Data records Start Marker
#[cfg(test)]
mod tests {
    use super::*;

    fn filled(capacity: usize) -> ArcCache<u32, u32> {
        let mut cache = ArcCache::new(capacity);
        for key in 0..capacity as u32 {
            cache.set(key, key * 10);
        }
        cache
    }

    mod resident_lists {
        use super::*;

        #[test]
        fn test_new_keys_land_in_t1() {
            let cache = filled(3);
            assert_eq!(cache.t1_len(), 3);
            assert_eq!(cache.t2_len(), 0);
            assert_eq!(cache.p_value(), 0);
            cache.debug_validate_invariants();
        }

        #[test]
        fn test_hit_promotes_to_t2() {
            let mut cache = filled(3);
            assert_eq!(cache.get(&1), Ok(&10));
            assert_eq!(cache.t1_len(), 2);
            assert_eq!(cache.t2_len(), 1);

            assert_eq!(cache.get(&1), Ok(&10));
            assert_eq!(cache.t2_len(), 1);
            cache.debug_validate_invariants();
        }

        #[test]
        fn test_set_on_resident_counts_as_hit() {
            let mut cache = filled(3);
            assert_eq!(cache.set(0, 99), Some(0));
            assert_eq!(cache.t2_len(), 1);
            assert_eq!(cache.get(&0), Ok(&99));
            assert_eq!(cache.len(), 3);
            cache.debug_validate_invariants();
        }
    }

    mod replacement {
        use super::*;

        #[test]
        fn test_miss_evicts_t1_lru_into_b1() {
            let mut cache = ArcCache::new(4);
            for key in ["a", "b", "c", "d"] {
                cache.set(key, 0);
            }
            cache.get(&"a").unwrap();
            cache.get(&"b").unwrap();

            cache.set("e", 0);
            assert!(!cache.contains(&"c"));
            for key in ["a", "b", "d", "e"] {
                assert!(cache.contains(&key));
            }
            assert_eq!(cache.b1_len(), 1);
            cache.debug_validate_invariants();
        }

        #[test]
        fn test_b1_hit_grows_p_and_lands_in_t2() {
            let mut cache = ArcCache::new(2);
            cache.set(1, 1);
            cache.set(2, 2);
            cache.get(&2).unwrap();
            cache.set(3, 3); // 1 goes to b1
            assert_eq!(cache.b1_len(), 1);

            // p is now 1, so t1 is not over target and t2's lru (2) goes instead
            cache.set(1, 11);
            assert_eq!(cache.p_value(), 1);
            assert_eq!(cache.b1_len(), 0);
            assert_eq!(cache.b2_len(), 1);
            assert!(cache.contains(&1));
            assert!(!cache.contains(&2));
            assert_eq!(cache.len(), 2);
            cache.debug_validate_invariants();

            let t2_before = cache.t2_len();
            cache.get(&1).unwrap();
            assert_eq!(cache.t2_len(), t2_before);
        }

        #[test]
        fn test_b2_hit_shrinks_p() {
            let mut cache = ArcCache::new(2);
            cache.set(1, 1);
            cache.get(&1).unwrap();
            cache.set(2, 2);
            cache.get(&2).unwrap();
            // both in t2; pushing a new key evicts t2's lru (1) into b2
            cache.set(3, 3);
            assert_eq!(cache.b2_len(), 1);
            assert!(!cache.contains(&1));

            // first raise p through a b1 hit so the b2 hit has room to lower it
            cache.set(4, 4);
            assert!(cache.b1_len() >= 1);
            cache.set(3, 33);
            let p_before = cache.p_value();
            assert!(p_before > 0);

            cache.set(1, 11);
            assert!(cache.p_value() < p_before);
            assert!(cache.contains(&1));
            assert_eq!(cache.len(), 2);
            cache.debug_validate_invariants();
        }

        #[test]
        fn test_b2_hit_with_t1_at_target_evicts_from_t1() {
            let mut cache = ArcCache::new(4);
            for key in ["a", "b", "c", "d"] {
                cache.set(key, 0);
            }
            for key in ["a", "b", "c", "d"] {
                cache.get(&key).unwrap();
            }
            cache.set("e", 0); // a -> b2
            cache.set("f", 0); // e -> b1
            cache.set("e", 0); // b1 hit, p = 1, b -> b2
            cache.set("g", 0); // c -> b2
            cache.set("h", 0); // f -> b1
            cache.set("f", 0); // b1 hit, p = 4, d -> b2
            cache.set("i", 0); // a dropped from b2, e -> b2

            assert_eq!(cache.p_value(), 4);
            assert_eq!((cache.t1_len(), cache.t2_len()), (3, 1));
            assert_eq!((cache.b1_len(), cache.b2_len()), (0, 4));
            assert!(cache.contains(&"f"));
            assert!(cache.contains(&"g"));
            cache.debug_validate_invariants();

            // p drops to 3 == |T1|, so T1's lru goes and T2 keeps "f"
            cache.set("d", 1);
            assert_eq!(cache.p_value(), 3);
            assert!(!cache.contains(&"g"));
            assert!(cache.contains(&"f"));
            assert!(cache.contains(&"d"));
            assert_eq!((cache.t1_len(), cache.t2_len()), (2, 2));
            assert_eq!((cache.b1_len(), cache.b2_len()), (1, 3));
            cache.debug_validate_invariants();
        }

        #[test]
        fn test_capacity_one_cycles() {
            let mut cache = ArcCache::new(1);
            for key in 0..10 {
                cache.set(key, key);
                assert_eq!(cache.len(), 1);
                cache.debug_validate_invariants();
            }
            assert!(cache.contains(&9));
        }
    }

    mod removal {
        use super::*;

        #[test]
        fn test_delete_resident_and_ghost() {
            let mut cache = ArcCache::new(2);
            cache.set("a", 1);
            cache.set("b", 2);
            cache.get(&"b").unwrap();
            cache.set("c", 3); // "a" becomes a ghost
            assert!(!cache.contains(&"a"));
            assert_eq!(cache.b1_len(), 1);

            assert_eq!(cache.delete(&"a"), Err(CacheError::KeyNotFound));
            assert_eq!(cache.delete(&"b"), Ok(2));
            assert_eq!(cache.len(), 1);
            cache.debug_validate_invariants();
        }

        #[test]
        fn test_clear_resets_p_and_ghosts() {
            let mut cache = ArcCache::new(2);
            cache.set(1, 1);
            cache.set(2, 2);
            cache.get(&2).unwrap();
            cache.set(3, 3);
            cache.set(1, 1);
            assert!(cache.p_value() > 0);

            cache.clear();
            assert!(cache.is_empty());
            assert_eq!(cache.p_value(), 0);
            assert_eq!(cache.b1_len() + cache.b2_len(), 0);
            cache.clear();
            cache.debug_validate_invariants();
        }
    }
}
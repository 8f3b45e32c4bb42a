//! Doubly linked list backed by a [`SlotArena`].
//!
//! Nodes live in the arena and link to each other by [`SlotId`], so callers
//! can keep a handle to a node in a hash index and splice it in O(1) without
//! raw pointers.
//!
//! ```text
//!   arena (SlotArena<Node<T>>)
//!   ┌────────┬─────────────────────────────────────┐
//!   │ SlotId │ Node { value, prev, next }          │
//!   ├────────┼─────────────────────────────────────┤
//!   │ id_1   │ { A, prev: None,    next: id_2 }    │
//!   │ id_2   │ { B, prev: id_1,    next: id_3 }    │
//!   │ id_3   │ { C, prev: id_2,    next: None }    │
//!   └────────┴─────────────────────────────────────┘
//!
//!   head ─► [id_1] ◄──► [id_2] ◄──► [id_3] ◄── tail
//!          newest / MRU            oldest / LRU
//! ```
//!
//! Every policy in this crate pushes at the head and evicts from the tail.
use crate::ds::slot_arena::{SlotArena, SlotId};

#[derive(Debug)]
struct Node<T> {
    value: T,
    prev: Option<SlotId>,
    next: Option<SlotId>,
}

/// Arena-backed list addressed by [`SlotId`].
#[derive(Debug)]
pub struct IntrusiveList<T> {
    arena: SlotArena<Node<T>>,
    head: Option<SlotId>,
    tail: Option<SlotId>,
}

impl<T> IntrusiveList<T> {
    pub fn new() -> Self {
        Self {
            arena: SlotArena::new(),
            head: None,
            tail: None,
        }
    }

    /// Creates an empty list with room for `capacity` nodes.
    pub fn with_capacity(capacity: usize) -> Self {
        Self {
            arena: SlotArena::with_capacity(capacity),
            head: None,
            tail: None,
        }
    }

    pub fn len(&self) -> usize {
        self.arena.len()
    }

    pub fn is_empty(&self) -> bool {
        self.arena.is_empty()
    }

    pub fn back(&self) -> Option<&T> {
        self.tail.and_then(|id| self.get(id))
    }

    pub fn get(&self, id: SlotId) -> Option<&T> {
        self.arena.get(id).map(|node| &node.value)
    }

    pub fn get_mut(&mut self, id: SlotId) -> Option<&mut T> {
        self.arena.get_mut(id).map(|node| &mut node.value)
    }

    /// Iterates values from head to tail.
    pub fn iter(&self) -> Iter<'_, T> {
        Iter {
            list: self,
            current: self.head,
        }
    }

    /// Links a new node at the head and returns its handle.
    pub fn push_front(&mut self, value: T) -> SlotId {
        let id = self.arena.insert(Node {
            value,
            prev: None,
            next: None,
        });
        self.attach_front(id);
        id
    }

    pub fn pop_back(&mut self) -> Option<T> {
        let id = self.tail?;
        self.remove(id)
    }

    /// Unlinks `id` and returns its value.
    pub fn remove(&mut self, id: SlotId) -> Option<T> {
        self.detach(id)?;
        self.arena.remove(id).map(|node| node.value)
    }

    /// Moves `id` to the head; `false` if `id` is not live.
    pub fn move_to_front(&mut self, id: SlotId) -> bool {
        if !self.arena.contains(id) {
            return false;
        }
        if self.head != Some(id) {
            self.detach(id);
            self.attach_front(id);
        }
        true
    }

    pub fn clear(&mut self) {
        self.arena.clear();
        self.head = None;
        self.tail = None;
    }

    fn detach(&mut self, id: SlotId) -> Option<()> {
        let (prev, next) = {
            let node = self.arena.get(id)?;
            (node.prev, node.next)
        };

        match prev {
            Some(prev_id) => {
                if let Some(prev_node) = self.arena.get_mut(prev_id) {
                    prev_node.next = next;
                }
            },
            None => self.head = next,
        }

        match next {
            Some(next_id) => {
                if let Some(next_node) = self.arena.get_mut(next_id) {
                    next_node.prev = prev;
                }
            },
            None => self.tail = prev,
        }

        if let Some(node) = self.arena.get_mut(id) {
            node.prev = None;
            node.next = None;
        }
        Some(())
    }

    fn attach_front(&mut self, id: SlotId) {
        let old_head = self.head;
        if let Some(node) = self.arena.get_mut(id) {
            node.prev = None;
            node.next = old_head;
        }
        match old_head {
            Some(old) => {
                if let Some(node) = self.arena.get_mut(old) {
                    node.prev = Some(id);
                }
            },
            None => self.tail = Some(id),
        }
        self.head = Some(id);
    }

    #[cfg(any(test, debug_assertions))]
    pub fn debug_validate_invariants(&self) {
        if self.head.is_none() || self.tail.is_none() {
            assert!(self.head.is_none());
            assert!(self.tail.is_none());
            assert_eq!(self.len(), 0);
            return;
        }

        let mut seen = std::collections::HashSet::new();
        let mut count = 0usize;
        let mut current = self.head;
        let mut prev = None;

        while let Some(id) = current {
            assert!(seen.insert(id), "cycle at slot {}", id.index());
            let node = self.arena.get(id).expect("linked node missing from arena");
            assert_eq!(node.prev, prev);
            if node.next.is_none() {
                assert_eq!(self.tail, Some(id));
            }
            prev = Some(id);
            current = node.next;
            count += 1;
            assert!(count <= self.len());
        }

        assert_eq!(count, self.len());
    }
}

impl<T> Default for IntrusiveList<T> {
    fn default() -> Self {
        Self::new()
    }
}

/// Head-to-tail iterator over an [`IntrusiveList`].
pub struct Iter<'a, T> {
    list: &'a IntrusiveList<T>,
    current: Option<SlotId>,
}

impl<'a, T> Iterator for Iter<'a, T> {
    type Item = &'a T;

    fn next(&mut self) -> Option<Self::Item> {
        let id = self.current?;
        let node = self.list.arena.get(id)?;
        self.current = node.next;
        Some(&node.value)
    }
}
Data records End Marker
Find every line in the records that uses the string "SlotArena", then copy it.

//! Doubly linked list backed by a [`SlotArena`].
//!   arena (SlotArena<Node<T>>)
use crate::ds::slot_arena::{SlotArena, SlotId};
    arena: SlotArena<Node<T>>,
            arena: SlotArena::new(),
            arena: SlotArena::with_capacity(capacity),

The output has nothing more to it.